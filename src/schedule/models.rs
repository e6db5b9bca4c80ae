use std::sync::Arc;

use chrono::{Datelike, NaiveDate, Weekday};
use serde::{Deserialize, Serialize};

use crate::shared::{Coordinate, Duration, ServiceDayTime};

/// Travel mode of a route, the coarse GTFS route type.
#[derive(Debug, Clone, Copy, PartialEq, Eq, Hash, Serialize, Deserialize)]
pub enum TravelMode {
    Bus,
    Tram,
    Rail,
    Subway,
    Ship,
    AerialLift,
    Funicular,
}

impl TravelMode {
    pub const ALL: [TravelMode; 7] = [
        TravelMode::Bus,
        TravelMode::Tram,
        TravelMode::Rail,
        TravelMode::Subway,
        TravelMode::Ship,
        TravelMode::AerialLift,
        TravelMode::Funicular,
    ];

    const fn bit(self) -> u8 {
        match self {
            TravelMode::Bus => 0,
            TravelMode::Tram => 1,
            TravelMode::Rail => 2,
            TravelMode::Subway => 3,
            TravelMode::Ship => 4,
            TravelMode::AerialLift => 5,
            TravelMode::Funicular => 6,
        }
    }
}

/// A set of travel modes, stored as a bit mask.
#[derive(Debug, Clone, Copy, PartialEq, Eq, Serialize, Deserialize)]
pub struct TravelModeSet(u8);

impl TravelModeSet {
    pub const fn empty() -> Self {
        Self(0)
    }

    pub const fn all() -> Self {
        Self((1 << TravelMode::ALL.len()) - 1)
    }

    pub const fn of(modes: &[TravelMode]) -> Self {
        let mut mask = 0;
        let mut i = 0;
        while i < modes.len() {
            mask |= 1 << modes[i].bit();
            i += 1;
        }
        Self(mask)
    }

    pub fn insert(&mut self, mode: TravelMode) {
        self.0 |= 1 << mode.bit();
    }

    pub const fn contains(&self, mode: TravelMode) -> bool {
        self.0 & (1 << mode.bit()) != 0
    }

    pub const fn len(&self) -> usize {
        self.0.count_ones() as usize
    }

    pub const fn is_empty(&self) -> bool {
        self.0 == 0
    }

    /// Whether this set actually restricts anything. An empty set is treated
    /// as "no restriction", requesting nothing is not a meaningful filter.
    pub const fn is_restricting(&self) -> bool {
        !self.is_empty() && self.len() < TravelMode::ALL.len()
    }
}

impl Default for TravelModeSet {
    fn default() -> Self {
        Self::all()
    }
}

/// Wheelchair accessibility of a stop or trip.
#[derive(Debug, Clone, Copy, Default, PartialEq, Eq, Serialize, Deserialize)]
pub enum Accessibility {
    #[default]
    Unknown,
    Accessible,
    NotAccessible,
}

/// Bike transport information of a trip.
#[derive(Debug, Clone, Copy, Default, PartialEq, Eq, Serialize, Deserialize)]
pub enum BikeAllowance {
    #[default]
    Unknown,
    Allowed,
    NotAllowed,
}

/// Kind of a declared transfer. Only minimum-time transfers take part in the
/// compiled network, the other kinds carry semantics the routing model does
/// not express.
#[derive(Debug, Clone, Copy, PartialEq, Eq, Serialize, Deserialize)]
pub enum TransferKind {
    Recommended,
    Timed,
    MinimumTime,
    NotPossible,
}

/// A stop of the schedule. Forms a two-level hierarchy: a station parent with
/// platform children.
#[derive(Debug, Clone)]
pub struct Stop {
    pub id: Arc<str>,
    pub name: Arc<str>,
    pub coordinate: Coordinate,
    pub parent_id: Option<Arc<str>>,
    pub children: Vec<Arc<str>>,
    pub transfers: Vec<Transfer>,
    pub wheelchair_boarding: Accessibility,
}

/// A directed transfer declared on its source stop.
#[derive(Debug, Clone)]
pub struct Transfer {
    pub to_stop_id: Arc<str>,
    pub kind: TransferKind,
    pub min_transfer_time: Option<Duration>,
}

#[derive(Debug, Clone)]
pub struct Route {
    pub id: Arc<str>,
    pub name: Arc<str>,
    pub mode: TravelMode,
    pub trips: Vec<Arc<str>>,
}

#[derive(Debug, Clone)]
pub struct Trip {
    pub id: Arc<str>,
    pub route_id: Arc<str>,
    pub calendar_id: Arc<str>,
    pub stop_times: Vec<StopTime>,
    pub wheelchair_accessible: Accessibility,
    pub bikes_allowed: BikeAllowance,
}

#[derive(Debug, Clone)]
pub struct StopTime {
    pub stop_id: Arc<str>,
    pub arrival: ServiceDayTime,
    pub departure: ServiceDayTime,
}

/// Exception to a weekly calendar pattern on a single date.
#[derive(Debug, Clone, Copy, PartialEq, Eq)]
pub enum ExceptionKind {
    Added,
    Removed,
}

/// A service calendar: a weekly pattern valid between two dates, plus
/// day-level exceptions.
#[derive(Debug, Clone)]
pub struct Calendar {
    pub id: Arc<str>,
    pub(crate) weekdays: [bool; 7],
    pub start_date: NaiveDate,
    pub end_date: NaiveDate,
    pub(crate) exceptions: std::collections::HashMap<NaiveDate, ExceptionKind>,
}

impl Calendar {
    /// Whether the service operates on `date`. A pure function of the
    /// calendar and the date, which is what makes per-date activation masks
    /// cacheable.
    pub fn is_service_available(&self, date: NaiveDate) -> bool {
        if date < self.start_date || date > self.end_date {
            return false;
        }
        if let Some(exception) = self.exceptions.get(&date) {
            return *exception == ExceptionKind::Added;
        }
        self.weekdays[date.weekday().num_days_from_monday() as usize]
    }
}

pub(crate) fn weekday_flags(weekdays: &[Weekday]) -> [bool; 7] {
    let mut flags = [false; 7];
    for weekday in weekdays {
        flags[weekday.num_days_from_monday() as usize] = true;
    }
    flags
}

> _INSTRUCTIONS FOR THE TASK_:
Each line of the entries holding the string "pattern" should be found and copied.

> _FINISHED EXERCISE_:
/// Exception to a weekly calendar pattern on a single date.
/// A service calendar: a weekly pattern valid between two dates, plus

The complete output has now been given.